- **Aim of the exercise**
Lines in the following data that contain the string "BoxFuture" are to be counted. Report only their number.
START Record set
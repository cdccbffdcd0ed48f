//! One-shot, memoized runtime bootstrap.
//!
//! The first caller moves the state to `InProgress` and spawns the acquisition;
//! every later caller attaches to the same readiness signal. The outcome,
//! success or failure, is cached for the lifetime of the worker.

use std::fmt;
use std::sync::atomic::{AtomicUsize, Ordering};
use std::sync::{Arc, Mutex, MutexGuard, PoisonError};

use futures::FutureExt;
use futures::future::{BoxFuture, Shared};

use super::loader::RuntimeLoader;
use super::{InitStage, InitializationError, RuntimeHandle};

/// Shareable future resolving once the runtime is ready or has failed.
pub type ReadySignal = Shared<BoxFuture<'static, Result<RuntimeHandle, InitializationError>>>;

/// Bootstrap state. Transitions only forward:
/// `NotStarted -> InProgress -> {Ready | Failed}`.
pub enum InitializationState {
    NotStarted,
    InProgress(ReadySignal),
    Ready(RuntimeHandle),
    Failed(InitializationError),
}

impl InitializationState {
    pub fn phase(&self) -> InitPhase {
        match self {
            InitializationState::NotStarted => InitPhase::NotStarted,
            InitializationState::InProgress(_) => InitPhase::InProgress,
            InitializationState::Ready(_) => InitPhase::Ready,
            InitializationState::Failed(_) => InitPhase::Failed,
        }
    }
}

/// Payload-free view of [`InitializationState`].
#[derive(Debug, Clone, Copy, PartialEq, Eq)]
pub enum InitPhase {
    NotStarted,
    InProgress,
    Ready,
    Failed,
}

impl fmt::Display for InitPhase {
    fn fmt(&self, f: &mut fmt::Formatter<'_>) -> fmt::Result {
        fmt::Debug::fmt(self, f)
    }
}

enum Attach {
    Pending(ReadySignal),
    Settled(Result<RuntimeHandle, InitializationError>),
}

/// Bootstraps the runtime at most once.
///
/// Cloning is cheap; all clones share one state.
#[derive(Clone)]
pub struct Bootstrapper {
    inner: Arc<Inner>,
}

struct Inner {
    loader: Box<dyn RuntimeLoader>,
    state: Mutex<InitializationState>,
    /// Number of acquisitions started. Never exceeds one.
    acquisitions: AtomicUsize,
}

impl Inner {
    fn lock(&self) -> MutexGuard<'_, InitializationState> {
        self.state.lock().unwrap_or_else(PoisonError::into_inner)
    }

    /// Record the acquisition outcome. Only the first call has any effect.
    fn settle(&self, result: &Result<RuntimeHandle, InitializationError>) {
        let mut state = self.lock();
        if !matches!(*state, InitializationState::InProgress(_)) {
            return;
        }
        *state = match result {
            Ok(handle) => {
                tracing::info!("runtime ready");
                InitializationState::Ready(handle.clone())
            }
            Err(err) => {
                tracing::error!("runtime bootstrap failed: {}", err);
                InitializationState::Failed(err.clone())
            }
        };
    }
}

impl Bootstrapper {
    pub fn new(loader: impl RuntimeLoader) -> Self {
        Self {
            inner: Arc::new(Inner {
                loader: Box::new(loader),
                state: Mutex::new(InitializationState::NotStarted),
                acquisitions: AtomicUsize::new(0),
            }),
        }
    }

    /// Current bootstrap phase.
    pub fn phase(&self) -> InitPhase {
        self.inner.lock().phase()
    }

    /// How many times the underlying acquisition has been started.
    pub fn acquisitions(&self) -> usize {
        self.inner.acquisitions.load(Ordering::SeqCst)
    }

    /// Start bootstrapping without waiting for it.
    ///
    /// Must be called from within a Tokio runtime. Idempotent.
    pub fn begin(&self) {
        let _ = self.attach();
    }

    /// Wait for the runtime, starting the bootstrap if nobody has yet.
    ///
    /// Every caller observes the same outcome; a failure is returned to all
    /// past and future callers and is never retried.
    pub async fn initialize(&self) -> Result<RuntimeHandle, InitializationError> {
        let signal = match self.attach() {
            Attach::Pending(signal) => signal,
            Attach::Settled(result) => return result,
        };
        let result = signal.await;
        self.inner.settle(&result);
        result
    }

    fn attach(&self) -> Attach {
        let mut state = self.inner.lock();
        match &*state {
            InitializationState::Ready(handle) => Attach::Settled(Ok(handle.clone())),
            InitializationState::Failed(err) => Attach::Settled(Err(err.clone())),
            InitializationState::InProgress(signal) => Attach::Pending(signal.clone()),
            InitializationState::NotStarted => {
                // The signal is stored before the acquisition can make progress,
                // so concurrent callers attach to it instead of starting another.
                let signal = self.acquire();
                *state = InitializationState::InProgress(signal.clone());
                Attach::Pending(signal)
            }
        }
    }

    fn acquire(&self) -> ReadySignal {
        let attempt = self.inner.acquisitions.fetch_add(1, Ordering::SeqCst) + 1;
        tracing::info!(attempt, "bootstrapping runtime");

        let acquisition = self.inner.loader.acquire();
        let inner = Arc::clone(&self.inner);
        let task = tokio::spawn(async move {
            let result = acquisition.await.map(RuntimeHandle::new);
            inner.settle(&result);
            result
        });

        async move {
            task.await.unwrap_or_else(|err| {
                Err(InitializationError::new(
                    InitStage::Worker,
                    format!("bootstrap task failed: {err}"),
                ))
            })
        }
        .boxed()
        .shared()
    }
}

#[cfg(test)]
mod tests {
    use super::*;
    use crate::interpreter::{Interpreter, Session};
    use std::time::Duration;

    fn counting_loader(
        counter: Arc<AtomicUsize>,
        delay: Duration,
        fail: bool,
    ) -> impl RuntimeLoader {
        move || -> BoxFuture<'static, Result<Box<dyn Interpreter>, InitializationError>> {
            let counter = Arc::clone(&counter);
            async move {
                counter.fetch_add(1, Ordering::SeqCst);
                tokio::time::sleep(delay).await;
                if fail {
                    return Err(InitializationError::new(InitStage::Assets, "offline"));
                }
                Ok(Box::new(Session::new()) as Box<dyn Interpreter>)
            }
            .boxed()
        }
    }

    #[tokio::test]
    async fn test_concurrent_callers_share_one_acquisition() {
        let counter = Arc::new(AtomicUsize::new(0));
        let bootstrapper =
            Bootstrapper::new(counting_loader(counter.clone(), Duration::from_millis(20), false));
        assert_eq!(bootstrapper.phase(), InitPhase::NotStarted);

        let waiters: Vec<_> = (0..8)
            .map(|_| {
                let b = bootstrapper.clone();
                tokio::spawn(async move { b.initialize().await.is_ok() })
            })
            .collect();
        for waiter in waiters {
            assert!(waiter.await.unwrap());
        }

        assert_eq!(counter.load(Ordering::SeqCst), 1);
        assert_eq!(bootstrapper.acquisitions(), 1);
        assert_eq!(bootstrapper.phase(), InitPhase::Ready);
    }

    #[tokio::test]
    async fn test_begin_is_idempotent() {
        let counter = Arc::new(AtomicUsize::new(0));
        let bootstrapper =
            Bootstrapper::new(counting_loader(counter.clone(), Duration::from_millis(5), false));
        bootstrapper.begin();
        bootstrapper.begin();
        assert_eq!(bootstrapper.phase(), InitPhase::InProgress);
        bootstrapper.initialize().await.unwrap();
        bootstrapper.begin();
        assert_eq!(counter.load(Ordering::SeqCst), 1);
    }

    #[tokio::test]
    async fn test_failure_is_cached() {
        let counter = Arc::new(AtomicUsize::new(0));
        let bootstrapper =
            Bootstrapper::new(counting_loader(counter.clone(), Duration::ZERO, true));

        let first = bootstrapper.initialize().await.unwrap_err();
        let second = bootstrapper.initialize().await.unwrap_err();
        assert_eq!(first, second);
        assert_eq!(first.stage, InitStage::Assets);
        assert_eq!(bootstrapper.phase(), InitPhase::Failed);
        assert_eq!(counter.load(Ordering::SeqCst), 1);
    }

    #[tokio::test]
    async fn test_eager_start_settles_without_waiters() {
        let counter = Arc::new(AtomicUsize::new(0));
        let bootstrapper =
            Bootstrapper::new(counting_loader(counter.clone(), Duration::ZERO, false));
        bootstrapper.begin();
        for _ in 0..100 {
            if bootstrapper.phase() == InitPhase::Ready {
                break;
            }
            tokio::time::sleep(Duration::from_millis(5)).await;
        }
        assert_eq!(bootstrapper.phase(), InitPhase::Ready);
    }
}
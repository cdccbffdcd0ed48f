//! Built-in functions available in every session.

use super::ExecutionFault;
use super::value::Value;

pub type NativeFn = fn(&[Value]) -> Result<Value, ExecutionFault>;

/// Upper bound on the length of lists built by `range` and repetition.
pub(super) const MAX_SEQUENCE_LEN: usize = 10_000_000;

pub(super) fn lookup(name: &str) -> Option<NativeFn> {
    let f: NativeFn = match name {
        "len" => len,
        "abs" => abs,
        "min" => min,
        "max" => max,
        "sum" => sum,
        "round" => round,
        "str" => stringify,
        "int" => to_int,
        "float" => to_float,
        "bool" => truth,
        "type" => type_of,
        "range" => range,
        "list" => list,
        _ => return None,
    };
    Some(f)
}

fn arity(name: &str, args: &[Value], min: usize, max: usize) -> Result<(), ExecutionFault> {
    if (min..=max).contains(&args.len()) {
        return Ok(());
    }
    let expected = if min == max {
        format!("{min}")
    } else {
        format!("{min} to {max}")
    };
    Err(ExecutionFault::type_error(format!(
        "{name}() takes {expected} argument(s) ({} given)",
        args.len()
    )))
}

fn len(args: &[Value]) -> Result<Value, ExecutionFault> {
    arity("len", args, 1, 1)?;
    let n = match &args[0] {
        Value::Str(s) => s.chars().count(),
        Value::List(items) => items.len(),
        other => {
            return Err(ExecutionFault::type_error(format!(
                "object of type '{}' has no len()",
                other.type_name()
            )));
        }
    };
    Ok(Value::Int(n as i64))
}

fn abs(args: &[Value]) -> Result<Value, ExecutionFault> {
    arity("abs", args, 1, 1)?;
    match &args[0] {
        Value::Float(f) => Ok(Value::Float(f.abs())),
        other => match other.as_int() {
            Some(i) => i.checked_abs().map(Value::Int).ok_or_else(ExecutionFault::overflow),
            None => Err(ExecutionFault::type_error(format!(
                "bad operand type for abs(): '{}'",
                other.type_name()
            ))),
        },
    }
}

/// Arguments to `min`/`max`: either a single list or several values.
fn candidates<'a>(name: &str, args: &'a [Value]) -> Result<&'a [Value], ExecutionFault> {
    let items = match args {
        [Value::List(items)] => items.as_slice(),
        [_] => {
            return Err(ExecutionFault::type_error(format!(
                "'{}' object is not iterable",
                args[0].type_name()
            )));
        }
        _ => args,
    };
    if items.is_empty() {
        return Err(ExecutionFault::value(format!("{name}() arg is an empty sequence")));
    }
    Ok(items)
}

fn extreme(name: &str, args: &[Value], wanted: std::cmp::Ordering) -> Result<Value, ExecutionFault> {
    let items = candidates(name, args)?;
    let mut best = &items[0];
    for item in &items[1..] {
        if item.compare(best, if name == "min" { "<" } else { ">" })? == wanted {
            best = item;
        }
    }
    Ok(best.clone())
}

fn min(args: &[Value]) -> Result<Value, ExecutionFault> {
    extreme("min", args, std::cmp::Ordering::Less)
}

fn max(args: &[Value]) -> Result<Value, ExecutionFault> {
    extreme("max", args, std::cmp::Ordering::Greater)
}

fn sum(args: &[Value]) -> Result<Value, ExecutionFault> {
    arity("sum", args, 1, 1)?;
    let Value::List(items) = &args[0] else {
        return Err(ExecutionFault::type_error(format!(
            "'{}' object is not iterable",
            args[0].type_name()
        )));
    };
    let mut int_total: i64 = 0;
    let mut float_total: Option<f64> = None;
    for item in items {
        if let Value::Float(f) = item {
            float_total = Some(float_total.unwrap_or(int_total as f64) + f);
            continue;
        }
        let i = item.as_int().ok_or_else(|| {
            ExecutionFault::type_error(format!(
                "unsupported operand type(s) for +: 'int' and '{}'",
                item.type_name()
            ))
        })?;
        match float_total.as_mut() {
            Some(total) => *total += i as f64,
            None => int_total = int_total.checked_add(i).ok_or_else(ExecutionFault::overflow)?,
        }
    }
    Ok(float_total.map_or(Value::Int(int_total), Value::Float))
}

fn round(args: &[Value]) -> Result<Value, ExecutionFault> {
    arity("round", args, 1, 2)?;
    let x = args[0].expect_number("round()")?;
    match args.get(1) {
        None => {
            let rounded = round_half_even(x);
            if !rounded.is_finite() || rounded.abs() >= i64::MAX as f64 {
                return Err(ExecutionFault::overflow());
            }
            Ok(Value::Int(rounded as i64))
        }
        Some(digits) => {
            let digits = digits
                .as_int()
                .ok_or_else(|| ExecutionFault::type_error("round() digits must be an integer"))?;
            let scale = 10f64.powi(digits.clamp(-308, 308) as i32);
            Ok(Value::Float(round_half_even(x * scale) / scale))
        }
    }
}

fn round_half_even(x: f64) -> f64 {
    let rounded = x.round();
    if (x - x.trunc()).abs() == 0.5 && rounded % 2.0 != 0.0 {
        rounded - x.signum()
    } else {
        rounded
    }
}

fn stringify(args: &[Value]) -> Result<Value, ExecutionFault> {
    arity("str", args, 0, 1)?;
    Ok(Value::Str(args.first().map(ToString::to_string).unwrap_or_default()))
}

fn to_int(args: &[Value]) -> Result<Value, ExecutionFault> {
    arity("int", args, 0, 1)?;
    let Some(arg) = args.first() else {
        return Ok(Value::Int(0));
    };
    match arg {
        Value::Float(f) => {
            if !f.is_finite() || f.abs() >= i64::MAX as f64 {
                return Err(ExecutionFault::overflow());
            }
            Ok(Value::Int(f.trunc() as i64))
        }
        Value::Str(s) => s.trim().parse().map(Value::Int).map_err(|_| {
            ExecutionFault::value(format!("invalid literal for int(): {}", arg.repr()))
        }),
        other => other.as_int().map(Value::Int).ok_or_else(|| {
            ExecutionFault::type_error(format!(
                "int() argument must be a string or a number, not '{}'",
                other.type_name()
            ))
        }),
    }
}

fn to_float(args: &[Value]) -> Result<Value, ExecutionFault> {
    arity("float", args, 0, 1)?;
    let Some(arg) = args.first() else {
        return Ok(Value::Float(0.0));
    };
    match arg {
        Value::Str(s) => s.trim().parse().map(Value::Float).map_err(|_| {
            ExecutionFault::value(format!("could not convert string to float: {}", arg.repr()))
        }),
        other => other.expect_number("float()").map(Value::Float),
    }
}

fn truth(args: &[Value]) -> Result<Value, ExecutionFault> {
    arity("bool", args, 0, 1)?;
    Ok(Value::Bool(args.first().is_some_and(Value::is_truthy)))
}

fn type_of(args: &[Value]) -> Result<Value, ExecutionFault> {
    arity("type", args, 1, 1)?;
    Ok(Value::Str(args[0].type_name().to_string()))
}

fn range(args: &[Value]) -> Result<Value, ExecutionFault> {
    arity("range", args, 1, 3)?;
    let ints = args
        .iter()
        .map(|arg| {
            arg.as_int().ok_or_else(|| {
                ExecutionFault::type_error(format!(
                    "'{}' object cannot be interpreted as an integer",
                    arg.type_name()
                ))
            })
        })
        .collect::<Result<Vec<_>, _>>()?;
    let (start, stop, step) = match ints.as_slice() {
        [stop] => (0, *stop, 1),
        [start, stop] => (*start, *stop, 1),
        [start, stop, step] => (*start, *stop, *step),
        _ => unreachable!("arity checked"),
    };
    if step == 0 {
        return Err(ExecutionFault::value("range() arg 3 must not be zero"));
    }

    let span = if step > 0 {
        i128::from(stop) - i128::from(start)
    } else {
        i128::from(start) - i128::from(stop)
    };
    let count = if span <= 0 {
        0
    } else {
        (span + i128::from(step.unsigned_abs()) - 1) / i128::from(step.unsigned_abs())
    };
    if count > MAX_SEQUENCE_LEN as i128 {
        return Err(ExecutionFault::value("range() result too large"));
    }

    // Every element lies between start and stop, but `k * step` alone may not.
    let items = (0..count)
        .map(|k| Value::Int((i128::from(start) + k * i128::from(step)) as i64))
        .collect();
    Ok(Value::List(items))
}

fn list(args: &[Value]) -> Result<Value, ExecutionFault> {
    arity("list", args, 0, 1)?;
    match args.first() {
        None => Ok(Value::List(Vec::new())),
        Some(Value::List(items)) => Ok(Value::List(items.clone())),
        Some(Value::Str(s)) => Ok(Value::List(
            s.chars().map(|c| Value::Str(c.to_string())).collect(),
        )),
        Some(other) => Err(ExecutionFault::type_error(format!(
            "'{}' object is not iterable",
            other.type_name()
        ))),
    }
}
//! Isolated, lazily bootstrapped, order-preserving execution of snippets.
//!
//! A [`Worker`] owns one embedded interpreter. The interpreter is acquired
//! exactly once by the [`Bootstrapper`], then every request is run against it
//! strictly in arrival order by the [`ExecutionSerializer`]. Callers talk to
//! the worker through a [`HostGateway`], either over an in-process channel or
//! over the stdio of a [`WorkerProcess`].
//!
//! ```no_run
//! use cellar_core::{RuntimeConfig, Worker};
//!
//! # async fn demo() -> cellar_core::Result<()> {
//! let config = RuntimeConfig::default().with_packages(["math"]);
//! let (gateway, _worker) = Worker::new(&config).spawn(config.channel_capacity);
//! gateway.execute("r = 2").await?;
//! let area = gateway.execute("math.pi * r ** 2").await?;
//! println!("{area}");
//! # Ok(())
//! # }
//! ```

pub mod config;
pub mod error;
pub mod interpreter;
pub mod ipc;
pub mod runtime;

pub use config::RuntimeConfig;
pub use error::{Error, Result};
pub use interpreter::{ExecutionFault, FaultKind, Interpreter, Session, Value};
pub use ipc::{
    ExecutionRequest, ExecutionResult, HostGateway, Outcome, PendingResult, ProtocolError,
    RequestId, WorkerProcess,
};
pub use runtime::{
    Bootstrapper, BuiltinLoader, ExecutionSerializer, InitPhase, InitStage, InitializationError,
    RuntimeHandle, RuntimeLoader, Worker, WorkerStats,
};
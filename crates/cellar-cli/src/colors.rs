//! ANSI color codes for terminal output.

pub const RESET: &str = "\x1b[0m";
pub const BOLD: &str = "\x1b[1m";
pub const DIM: &str = "\x1b[2m";
pub const RED: &str = "\x1b[31m";

/// `code` when `enabled`, otherwise nothing.
pub fn paint(code: &'static str, enabled: bool) -> &'static str {
    if enabled { code } else { "" }
}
END Record set
- **Problem solution**
3